These scenarios are no longer science fiction. They’re real possibilities occurring with increasing frequency as this technology becomes more accessible.

First appearing on social media in 2017, deepfakes began as AI-powered face-swapping technology used mainly for entertainment, placing celebrities’ faces into movies or creating parody videos. 

Within just a few years, the technology evolved from obviously manipulated content to nearly undetectable alterations that can fool nearly anyone – all achievable by a single person with basic software and minimal technical expertise.

But manipulated videos are only one piece of a much larger puzzle. While they may be the most recognizable form of deepfake technology, the threat extends far beyond video content. 

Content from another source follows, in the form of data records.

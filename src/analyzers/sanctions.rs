//! The override-capable sanctions check.
//!
//! Checks run in a fixed order and the first match wins: regulator
//! deny-list, mixer exposure, operator blacklist, external scam database,
//! burn-address pattern. A positive result here forces a BLOCK decision
//! regardless of the weighted score.
//!
//! The external scam-database lookup is best-effort: its failure is
//! resolved by the configured [`FailMode`]: either clean-for-this-check
//! (the reference behavior) or a moderate penalty. Either way the finding
//! is marked degraded so a failed lookup is never mistaken for a verified
//! clean result.

use crate::address::WalletAddress;
use crate::chain::ChainDataSource;
use crate::types::{SanctionsFinding, SanctionsSource};
use payscreen_sanctions::{
    Blacklist, FailMode, MixerRegistry, RegulatorList, SanctionsList, ScamDatabase,
};
use std::sync::Arc;
use tracing::warn;

const SCORE_REGULATOR: u8 = 100;
const SCORE_BLACKLIST: u8 = 95;
const SCORE_MIXER: u8 = 90;
const SCORE_EXTERNAL_DB: u8 = 90;
const SCORE_BURN: u8 = 80;
/// Penalty applied on a failed external lookup under [`FailMode::Cautious`].
const SCORE_LOOKUP_FAILED: u8 = 40;

#[derive(Clone)]
pub struct SanctionsAnalyzer {
    regulator: Arc<RegulatorList>,
    blacklist: Arc<Blacklist>,
    mixers: Arc<MixerRegistry>,
    scam_db: Option<Arc<dyn ScamDatabase>>,
    fail_mode: FailMode,
}

impl SanctionsAnalyzer {
    pub fn new(
        regulator: Arc<RegulatorList>,
        blacklist: Arc<Blacklist>,
        mixers: Arc<MixerRegistry>,
        scam_db: Option<Arc<dyn ScamDatabase>>,
        fail_mode: FailMode,
    ) -> Self {
        Self {
            regulator,
            blacklist,
            mixers,
            scam_db,
            fail_mode,
        }
    }

    pub fn blacklist(&self) -> &Blacklist {
        &self.blacklist
    }

    pub fn regulator(&self) -> &RegulatorList {
        &self.regulator
    }

    pub fn mixers(&self) -> &MixerRegistry {
        &self.mixers
    }

    pub async fn analyze(
        &self,
        address: &WalletAddress,
        chain: &dyn ChainDataSource,
    ) -> SanctionsFinding {
        let key = address.as_str();
        let mut degraded = false;

        // 1. Regulator deny-list: highest severity, exact match.
        if self.regulator.is_listed(key) {
            let entity = self
                .regulator
                .get_entry(key)
                .map(|e| format!(" ({})", e.entity_name))
                .unwrap_or_default();
            return SanctionsFinding {
                is_sanctioned: true,
                source: SanctionsSource::Regulator,
                score: SCORE_REGULATOR,
                reason: format!("Address appears on the regulator deny-list{}", entity),
                degraded: false,
            };
        }

        // 2. Mixer exposure: any historical interaction with a known mixer.
        if self.mixers.total_addresses() > 0 {
            match chain
                .has_interacted_with(address, self.mixers.address_set())
                .await
            {
                Ok(true) => {
                    return SanctionsFinding {
                        is_sanctioned: true,
                        source: SanctionsSource::MixerExposure,
                        score: SCORE_MIXER,
                        reason: "Address has transacted with a known mixer contract".to_string(),
                        degraded: false,
                    };
                }
                Ok(false) => {}
                Err(e) => {
                    warn!(address = %key, error = %e, "Mixer exposure check failed");
                    degraded = true;
                }
            }
        }

        // 3. Operator-maintained scam blacklist.
        if self.blacklist.is_listed(key) {
            let reason = self
                .blacklist
                .reason_for(key)
                .unwrap_or_else(|| "reported scam address".to_string());
            return SanctionsFinding {
                is_sanctioned: true,
                source: SanctionsSource::Blacklist,
                score: SCORE_BLACKLIST,
                reason: format!("Address is blacklisted: {}", reason),
                degraded: false,
            };
        }

        // 4. External scam database, best-effort.
        let mut lookup_penalty: Option<SanctionsFinding> = None;
        if let Some(scam_db) = &self.scam_db {
            match scam_db.lookup(key).await {
                Ok(lookup) if lookup.flagged => {
                    return SanctionsFinding {
                        is_sanctioned: true,
                        source: SanctionsSource::ExternalDatabase,
                        score: SCORE_EXTERNAL_DB,
                        reason: format!(
                            "Address flagged by {}{}",
                            scam_db.name(),
                            lookup
                                .detail
                                .map(|d| format!(": {}", d))
                                .unwrap_or_default()
                        ),
                        degraded: false,
                    };
                }
                Ok(_) => {}
                Err(e) => {
                    warn!(address = %key, error = %e, "External scam database lookup failed");
                    degraded = true;
                    if self.fail_mode == FailMode::Cautious {
                        lookup_penalty = Some(SanctionsFinding {
                            is_sanctioned: false,
                            source: SanctionsSource::ExternalDatabase,
                            score: SCORE_LOOKUP_FAILED,
                            reason: "External scam database unreachable; applying cautious penalty"
                                .to_string(),
                            degraded: true,
                        });
                    }
                }
            }
        }

        // 5. Null/burn-address patterns, common scam destinations.
        if is_burn_pattern(address) {
            return SanctionsFinding {
                is_sanctioned: true,
                source: SanctionsSource::BurnAddress,
                score: SCORE_BURN,
                reason: "Address matches a null/burn-address pattern".to_string(),
                degraded,
            };
        }

        if let Some(penalty) = lookup_penalty {
            return penalty;
        }

        let mut clean = SanctionsFinding::clean();
        if degraded {
            clean.degraded = true;
            clean.reason = "No sanctions match (some checks could not complete)".to_string();
        }
        clean
    }
}

/// Null/burn-address heuristic: the zero address, the conventional
/// `0x...dead` destination, and all-one-nibble vanity sinks.
fn is_burn_pattern(address: &WalletAddress) -> bool {
    if address.is_zero() {
        return true;
    }

    let hex = &address.as_str()[2..];
    let mut chars = hex.chars();
    if let Some(first) = chars.next() {
        if chars.all(|c| c == first) {
            return true;
        }
    }

    hex.ends_with("dead") && hex[..hex.len() - 4].bytes().all(|b| b == b'0')
}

Whether it’s manipulated video, synthetic audio, or AI-generated photos, all forms of deepfake technology share one dangerous characteristic: They can be used to spread disinformation with a level of realism that makes them difficult to debunk quickly, and their threat to brands manifests in two ways: immediacy and severity.

The immediacy lies in how swiftly this fabricated content can damage trust, as customers, partners, and stakeholders may act on the false information before verifying its authenticity.

The severity, on the other hand, comes from the emotional and visual impact deepfakes carry; they can manipulate social media users’ emotions and permanently alter their perception of your brand.

Stock Market Impact

Financial damage from AI-generated deceptive content isn’t theoretical, and an incident from May 2023 proves just how vulnerable the market is to this type of manipulation.

When an AI-generated image showing smoke rising near the Pentagon was shared by a single account on X (formerly Twitter), it sparked widespread panic and caused immediate real-world effects, including a dip in the stock market.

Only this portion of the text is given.